Collaborative Consumption and Trust

Just watched this neat video featuring Rachel Botsman discuss how the “new economy” will involve trusting people online:

In my view, local agriculture has so far been missing out on the potential of these new social technologies. Bringing back traditional covered markets for farmers’ has been a huge boon, but they take a lot of resources to get started and expand enough to house the revolution that I think we need for a new local food economy. That’s the biggest reason I’ve been working to bring the platform to Durham.

LocallyGrown has a lot in common with websites like, Kickstarter, Etsy and other websites that make it easy for people to start “lemonade stands on steroids.” Built around community and personal connection, these marketplaces build peer-to-peer networks between providers and consumers.

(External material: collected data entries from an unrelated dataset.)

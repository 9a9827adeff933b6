mod agg;
mod model;
mod monitor;
mod resolve;
mod trace;
mod ui;

use std::{
    fs::File,
    io::{self, BufReader},
    path::PathBuf,
    sync::{
        Arc, Mutex,
        atomic::{AtomicBool, Ordering},
        mpsc,
    },
};

use anyhow::{Context, Result};
use clap::{CommandFactory, Parser, error::ErrorKind};
use tracing::{info, warn};
use tracing_subscriber::{EnvFilter, fmt};

use crate::{
    agg::{
        Aggregator,
        correlate::{Correlator, CorrelatorConfig, REPORT_SIZE},
        detector::PeakDetector,
        live::LiveAggregator,
    },
    model::cli::{Cli, RunConfig, RunMode},
    monitor::{Exit, LocalClock, Monitor},
    resolve::{CachedResolver, WalkResolver},
    trace::{
        SampleSource, SamplerLauncher,
        device::{DeviceInput, spawn_device_reader},
        parse::DeviceLineParser,
        sampler::ProcessLauncher,
    },
    ui::{live, report},
};

fn main() -> Result<()> {
    let cli = Cli::parse();
    let log_level = cli.log_level.clone();
    let log_file = cli.log_file.clone();

    let config = match RunConfig::from_cli(cli) {
        Ok(config) => config,
        Err(e) => Cli::command().error(ErrorKind::ValueValidation, e).exit(),
    };

    init_logging(&log_level, log_file, config.mode)?;

    match config.mode {
        RunMode::Windowed => run_windowed(config),
        RunMode::Live { plain } => run_live(config, plain),
    }
}

fn init_logging(level: &str, log_file: Option<PathBuf>, mode: RunMode) -> Result<()> {
    let filter =
        EnvFilter::try_new(level).with_context(|| format!("invalid log level: {level}"))?;

    match (log_file, mode) {
        (Some(path), _) => {
            let file = File::create(&path)
                .with_context(|| format!("creating log file {}", path.display()))?;
            fmt()
                .with_env_filter(filter)
                .with_ansi(false)
                .with_writer(Mutex::new(file))
                .init();
        }
        (None, RunMode::Windowed) => {
            fmt()
                .with_env_filter(filter)
                .with_writer(io::stderr)
                .init();
        }
        // stderr shares the terminal with the live view
        (None, RunMode::Live { .. }) => {}
    }
    Ok(())
}

fn run_windowed(config: RunConfig) -> Result<()> {
    // before any thread is spawned
    let mut clock = LocalClock::detect();

    let (tx, rx) = mpsc::channel();
    let interrupt_tx = tx.clone();
    ctrlc::set_handler(move || {
        let _ = interrupt_tx.send(DeviceInput::Interrupted);
    })
    .context("installing signal handler")?;
    spawn_device_reader(BufReader::new(io::stdin()), tx).context("starting stdin reader")?;

    let correlator = Correlator::new(
        ProcessLauncher::new(config.sampler.clone(), config.kill_grace),
        CorrelatorConfig {
            filter: config.filter.clone(),
            drain_limit: config.drain_limit,
            rank: config.rank,
        },
    );
    let mut monitor = Monitor::new(
        DeviceLineParser::new(config.device.clone(), config.rate_column),
        PeakDetector::new(config.threshold),
        correlator,
        WalkResolver::new(config.roots.clone()),
    );

    info!(
        device = %config.device,
        threshold = config.threshold,
        sampler = %config.sampler.display(),
        "waiting for a zero baseline"
    );

    let rank = config.rank;
    let exit = monitor.run(&rx, &mut clock, |event| report::print_event(event, rank));

    if exit == Exit::Interrupted {
        println!("\nAnalysis terminated by user");
    }
    Ok(())
}

fn run_live(config: RunConfig, plain: bool) -> Result<()> {
    let stop = Arc::new(AtomicBool::new(false));
    let flag = Arc::clone(&stop);
    ctrlc::set_handler(move || flag.store(true, Ordering::SeqCst))
        .context("installing signal handler")?;

    let mut launcher = ProcessLauncher::new(config.sampler.clone(), config.kill_grace);
    let mut sampler = launcher
        .launch()
        .with_context(|| format!("starting `{}`", config.sampler.display()))?;
    info!(pid = sampler.pid(), "live sampling started");

    let resolver = CachedResolver::new(WalkResolver::new(config.roots.clone()));
    let mut agg = LiveAggregator::new(resolver, config.rank, REPORT_SIZE);
    agg.on_start();

    let result = if plain {
        live::run_live_plain(&mut sampler, &mut agg, &config.filter, config.drain_limit, &stop)
    } else {
        live::run_live_tui(&mut sampler, &mut agg, &config.filter, config.drain_limit, &stop)
    };

    if let Err(e) = sampler.terminate() {
        warn!(error = %e, "failed to stop sampler");
    }
    result
}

In my experience, Athens’ LocallyGrown market supported an even stronger community than these online marketplaces. This community is strengthened by weekly in-person gatherings for drop-off/pick-up. LocallyGrown gives members a few other things these other communities can’t: a chance to know your farmer and try your own hand at growing food (and a place to sell the extra if you grow too much!). In my experience, few things are more empowering.

So, what holds us back? All of these communities take a small leap of faith, especially when the community is first starting up or a new provider joins the community. The result is that people start to trust one another, often people they have never met.